Breathing deeply, I inhale the fragrant lavender scent.

This is my favorite tea. It’s made from lavender grown here in our gardens.

“Thank you.” I toy with the small teacup handle.

I’ve always thought this was an unusual place for her to ponder her daily contemplations.

This particular greenhouse panel is far larger than the others, with a perfectly framed view of the one place the entire kingdom is banned from entering.

The dark forest . Its unusual, foreboding energy can be felt even from this great distance.

As children, we’re all taught about the tragedy of the dark forest and the day of its making. I still remember when my mother shared the story with me. I was told the tale while sitting in this very spot.

“Legend says there was a young maiden, a servant girl who worked here in the castle. Blinded by greed and a desire to rise above her station, she made a deal with a demon.

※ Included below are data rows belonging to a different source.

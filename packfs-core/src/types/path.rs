//! Path normalization and path-string utilities.
//!
//! Every path that enters the VFS goes through [`NormalizedPath`] first. The
//! normalizer is total: any string produces a path, malformed input simply
//! degrades to the closest sane reading of it.

use std::fmt;
use std::path::{Path, PathBuf};

/// A canonical, case-preserving path.
///
/// Segments never contain `.` and never contain `..`: a `..` either removes
/// the segment before it or, when there is nothing left to remove, is counted
/// in [`parent_levels`](Self::parent_levels) and rendered as a leading `../`.
#[derive(Debug, Clone, Default, PartialEq, Eq, Hash)]
pub struct NormalizedPath {
    segments: Vec<String>,
    rooted: bool,
    parent_levels: usize,
}

impl NormalizedPath {
    /// Normalizes a path string.
    ///
    /// Both `/` and `\` separate segments, empty segments are dropped and a
    /// leading separator marks the path as rooted.
    pub fn new(path: &str) -> Self {
        let rooted = path.starts_with(['/', '\\']);
        let mut segments: Vec<String> = Vec::new();
        let mut parent_levels = 0;

        for part in path.split(['/', '\\']) {
            match part {
                "" | "." => {}
                ".." => {
                    if segments.pop().is_none() {
                        parent_levels += 1;
                    }
                }
                name => segments.push(name.to_string()),
            }
        }

        Self {
            segments,
            rooted,
            parent_levels,
        }
    }

    /// Builds a relative path directly from already-clean segments.
    fn from_parts(segments: Vec<String>, parent_levels: usize) -> Self {
        Self {
            segments,
            rooted: false,
            parent_levels,
        }
    }

    /// Returns the path segments.
    pub fn segments(&self) -> &[String] {
        &self.segments
    }

    /// Returns true if the original path began with a separator.
    pub fn is_rooted(&self) -> bool {
        self.rooted
    }

    /// Number of `..` that climbed above the first segment.
    pub fn parent_levels(&self) -> usize {
        self.parent_levels
    }

    /// Returns true if the path names the current directory (or the root).
    pub fn is_empty(&self) -> bool {
        self.segments.is_empty() && self.parent_levels == 0
    }

    /// Returns true if the path is absolute on the host.
    pub fn is_full(&self) -> bool {
        self.rooted || self.segments.first().is_some_and(|s| is_drive_segment(s))
    }

    /// Appends another path, resolving its leading `..` against this one.
    pub fn join(&self, rest: &NormalizedPath) -> NormalizedPath {
        let mut joined = self.clone();
        for _ in 0..rest.parent_levels {
            if joined.segments.pop().is_none() {
                joined.parent_levels += 1;
            }
        }
        joined.segments.extend(rest.segments.iter().cloned());
        joined
    }

    /// Appends a path given as a string.
    pub fn join_str(&self, rest: &str) -> NormalizedPath {
        self.join(&NormalizedPath::new(rest))
    }

    /// Returns true if `prefix` covers the leading whole segments of this path.
    pub fn starts_with(&self, prefix: &NormalizedPath) -> bool {
        self.rooted == prefix.rooted
            && self.parent_levels == prefix.parent_levels
            && self.segments.len() >= prefix.segments.len()
            && self.segments.iter().zip(&prefix.segments).all(|(a, b)| a == b)
    }

    /// Strips a whole-segment prefix, returning the relative remainder.
    ///
    /// `a/b` is a prefix of `a/b/c` but not of `a/bc`.
    pub fn strip_prefix(&self, prefix: &NormalizedPath) -> Option<NormalizedPath> {
        if !self.starts_with(prefix) {
            return None;
        }
        Some(Self::from_parts(
            self.segments[prefix.segments.len()..].to_vec(),
            0,
        ))
    }

    /// Returns the containing directory, or `None` when there are no segments.
    pub fn parent(&self) -> Option<NormalizedPath> {
        if self.segments.is_empty() {
            return None;
        }
        let mut parent = self.clone();
        parent.segments.pop();
        Some(parent)
    }

    /// Returns the last segment.
    pub fn file_name(&self) -> Option<&str> {
        self.segments.last().map(String::as_str)
    }

    /// The segments joined by `/`, without root marker or `../` prefix.
    ///
    /// Archive tables and the mount trie key entries this way.
    pub fn relative_key(&self) -> String {
        self.segments.join("/")
    }

    /// Resolves the path to a host path, relative paths against `base`.
    pub fn to_host_path(&self, base: Option<&Path>) -> PathBuf {
        let rendered = self.to_string();
        if self.is_full() {
            return PathBuf::from(rendered);
        }
        match base {
            Some(base) if rendered.is_empty() => base.to_path_buf(),
            Some(base) => base.join(rendered),
            None if rendered.is_empty() => PathBuf::from("."),
            None => PathBuf::from(rendered),
        }
    }
}

impl fmt::Display for NormalizedPath {
    fn fmt(&self, f: &mut fmt::Formatter<'_>) -> fmt::Result {
        if self.rooted {
            f.write_str("/")?;
        }
        for _ in 0..self.parent_levels {
            f.write_str("../")?;
        }
        f.write_str(&self.segments.join("/"))
    }
}

impl From<&str> for NormalizedPath {
    fn from(s: &str) -> Self {
        NormalizedPath::new(s)
    }
}

impl From<String> for NormalizedPath {
    fn from(s: String) -> Self {
        NormalizedPath::new(&s)
    }
}

impl From<&Path> for NormalizedPath {
    fn from(path: &Path) -> Self {
        NormalizedPath::new(&path.to_string_lossy())
    }
}

fn is_drive_segment(segment: &str) -> bool {
    let bytes = segment.as_bytes();
    bytes.len() == 2 && bytes[0].is_ascii_alphabetic() && bytes[1] == b':'
}

/// Normalizes a path string, see [`NormalizedPath::new`].
pub fn normalize(path: &str) -> String {
    NormalizedPath::new(path).to_string()
}

/// Returns everything before the last separator, or `""` at the top level.
pub fn parent_of(path: &str) -> String {
    match path.rfind(['/', '\\']) {
        Some(index) => path[..index].to_string(),
        None => String::new(),
    }
}

/// Returns everything after the last separator.
pub fn base_name(path: &str) -> String {
    match path.rfind(['/', '\\']) {
        Some(index) => path[index + 1..].to_string(),
        None => path.to_string(),
    }
}

/// Returns true for host-absolute paths: a leading separator or a drive letter.
pub fn is_full_path(path: &str) -> bool {
    if path.starts_with(['/', '\\']) {
        return true;
    }
    let bytes = path.as_bytes();
    bytes.len() >= 2 && bytes[0].is_ascii_alphabetic() && bytes[1] == b':'
}

/// Prefixes `cwd` unless the path is already full, then normalizes.
pub fn make_full_path(path: &str, cwd: &str) -> String {
    if is_full_path(path) {
        normalize(path)
    } else {
        NormalizedPath::new(cwd).join_str(path).to_string()
    }
}

/// Expresses `path` relative to `cwd`.
///
/// The longest common segment prefix is removed and each remaining segment of
/// `cwd` becomes a `..`. Paths on a different root or drive are returned in
/// full form since no relative form exists.
pub fn make_relative_path(path: &str, cwd: &str) -> String {
    let full = NormalizedPath::new(&make_full_path(path, cwd));
    let base = NormalizedPath::new(cwd);

    if full.rooted != base.rooted || full.parent_levels != base.parent_levels {
        return full.to_string();
    }

    let first_differs = match (full.segments.first(), base.segments.first()) {
        (Some(a), Some(b)) => is_drive_segment(a) && is_drive_segment(b) && !a.eq_ignore_ascii_case(b),
        _ => false,
    };
    if first_differs {
        return full.to_string();
    }

    let common = full
        .segments
        .iter()
        .zip(&base.segments)
        .take_while(|(a, b)| a == b)
        .count();

    NormalizedPath::from_parts(
        full.segments[common..].to_vec(),
        base.segments.len() - common,
    )
    .to_string()
}

#[cfg(test)]
mod tests {
    use super::*;

    #[test]
    fn test_normalize_dot_segments() {
        assert_eq!(normalize("a/./b/../c"), "a/c");
        assert_eq!(normalize("./a/b/."), "a/b");
        assert_eq!(normalize("a//b///c"), "a/b/c");
    }

    #[test]
    fn test_normalize_climbs_above_start() {
        assert_eq!(normalize("../a"), "../a");
        assert_eq!(normalize("a/../../b"), "../b");
        assert_eq!(normalize("../../x/y/../z"), "../../x/z");
        assert_eq!(normalize(".."), "../");

        let path = NormalizedPath::new("a/../../../b");
        assert_eq!(path.parent_levels(), 2);
        assert_eq!(path.segments(), &["b".to_string()]);
    }

    #[test]
    fn test_normalize_separators_and_root() {
        assert_eq!(normalize("a\\b/c\\d"), "a/b/c/d");
        assert_eq!(normalize("/usr/./lib/../share"), "/usr/share");
        assert_eq!(normalize("\\data\\x"), "/data/x");
        assert_eq!(normalize("/"), "/");
        assert_eq!(normalize(""), "");
    }

    #[test]
    fn test_normalize_preserves_case() {
        assert_eq!(normalize("Data/Textures/../Sounds/Boom.WAV"), "Data/Sounds/Boom.WAV");
    }

    #[test]
    fn test_parent_and_base_name() {
        assert_eq!(parent_of("a/b/c.txt"), "a/b");
        assert_eq!(parent_of("c.txt"), "");
        assert_eq!(parent_of("a\\b"), "a");
        assert_eq!(base_name("a/b/c.txt"), "c.txt");
        assert_eq!(base_name("c.txt"), "c.txt");
        assert_eq!(base_name("dir/"), "");
    }

    #[test]
    fn test_is_full_path() {
        assert!(is_full_path("/etc/hosts"));
        assert!(is_full_path("\\share"));
        assert!(is_full_path("C:/Games"));
        assert!(is_full_path("d:\\x"));
        assert!(!is_full_path("assets/x.png"));
        assert!(!is_full_path("1:/x"));
        assert!(!is_full_path(""));
    }

    #[test]
    fn test_make_full_path() {
        assert_eq!(make_full_path("assets/x.png", "/home/kiri/game"), "/home/kiri/game/assets/x.png");
        assert_eq!(make_full_path("../x.png", "/home/kiri/game"), "/home/kiri/x.png");
        assert_eq!(make_full_path("/tmp/./y", "/home/kiri"), "/tmp/y");
        assert_eq!(make_full_path("C:\\a\\b", "/home"), "C:/a/b");
    }

    #[test]
    fn test_make_relative_path() {
        assert_eq!(make_relative_path("/home/kiri/game/assets/x.png", "/home/kiri/game"), "assets/x.png");
        assert_eq!(make_relative_path("/home/kiri/other/y", "/home/kiri/game"), "../other/y");
        assert_eq!(make_relative_path("/etc/hosts", "/home/kiri"), "../../etc/hosts");
        assert_eq!(make_relative_path("/home/kiri", "/home/kiri"), "");
        assert_eq!(make_relative_path("sub/file", "/home/kiri"), "sub/file");
        assert_eq!(make_relative_path("D:/x", "C:/y"), "D:/x");
    }

    #[test]
    fn test_strip_prefix_whole_segments() {
        let path = NormalizedPath::new("a/b/c");
        assert_eq!(path.strip_prefix(&"a/b".into()), Some(NormalizedPath::new("c")));
        assert_eq!(path.strip_prefix(&"a/b/c".into()), Some(NormalizedPath::default()));
        assert_eq!(path.strip_prefix(&"".into()), Some(NormalizedPath::new("a/b/c")));
        assert!(NormalizedPath::new("a/bc").strip_prefix(&"a/b".into()).is_none());
        assert!(NormalizedPath::new("/a/b").strip_prefix(&"a".into()).is_none());
    }

    #[test]
    fn test_join_resolves_parent_levels() {
        let base = NormalizedPath::new("/srv/data");
        assert_eq!(base.join_str("../logs/x").to_string(), "/srv/logs/x");
        assert_eq!(NormalizedPath::new("a").join_str("../../b").to_string(), "../b");
    }

    #[test]
    fn test_parent_and_file_name() {
        let path = NormalizedPath::new("/a/b/c.txt");
        assert_eq!(path.file_name(), Some("c.txt"));
        assert_eq!(path.parent().unwrap().to_string(), "/a/b");
        assert!(NormalizedPath::new("/").parent().is_none());
        assert_eq!(path.relative_key(), "a/b/c.txt");
    }

    #[test]
    fn test_to_host_path() {
        let base = Path::new("/var/game");
        assert_eq!(NormalizedPath::new("x/y").to_host_path(Some(base)), PathBuf::from("/var/game/x/y"));
        assert_eq!(NormalizedPath::new("/abs").to_host_path(Some(base)), PathBuf::from("/abs"));
        assert_eq!(NormalizedPath::new("").to_host_path(Some(base)), PathBuf::from("/var/game"));
        assert_eq!(NormalizedPath::new("").to_host_path(None), PathBuf::from("."));
    }
}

He granted her more power and beauty than she had dreamed possible. She became queen, and was said to be so beautiful that the townspeople turned their eyes to the ground so as to avoid heaven’s wrath for looking upon an angel.

“But as it is with all magic, the spell had a price. A dark, malevolent energy spread within her, twisting her powers and bringing death to everything she touched. In a moment of fear and regret, the new queen ran to the lively green forest at the edge of the castle grounds.

“There, she attempted to rid herself of the darkness raging within by channeling it into the earth. But what happened that day planted an evil so unspeakably horrific that it changed the landscape of Roseheart forever. Trees turned black. Animals vanished overnight. The dark forest was born and remains standing to this day.”

“And what of the queen?” As a child, I’d been more interested in the terrifying tales of the forest itself. As an adult, I find myself thinking more about the woman who created it all.

“She was never seen again. Some say she perished. Consumed by the very darkness she tried so hard to break free from. All that’s left from her short reign in Roseheart is the forest.” Her gaze turned to the window that perfectly frames the shadowy tree line.

I sip my tea, staring out into the scarred land.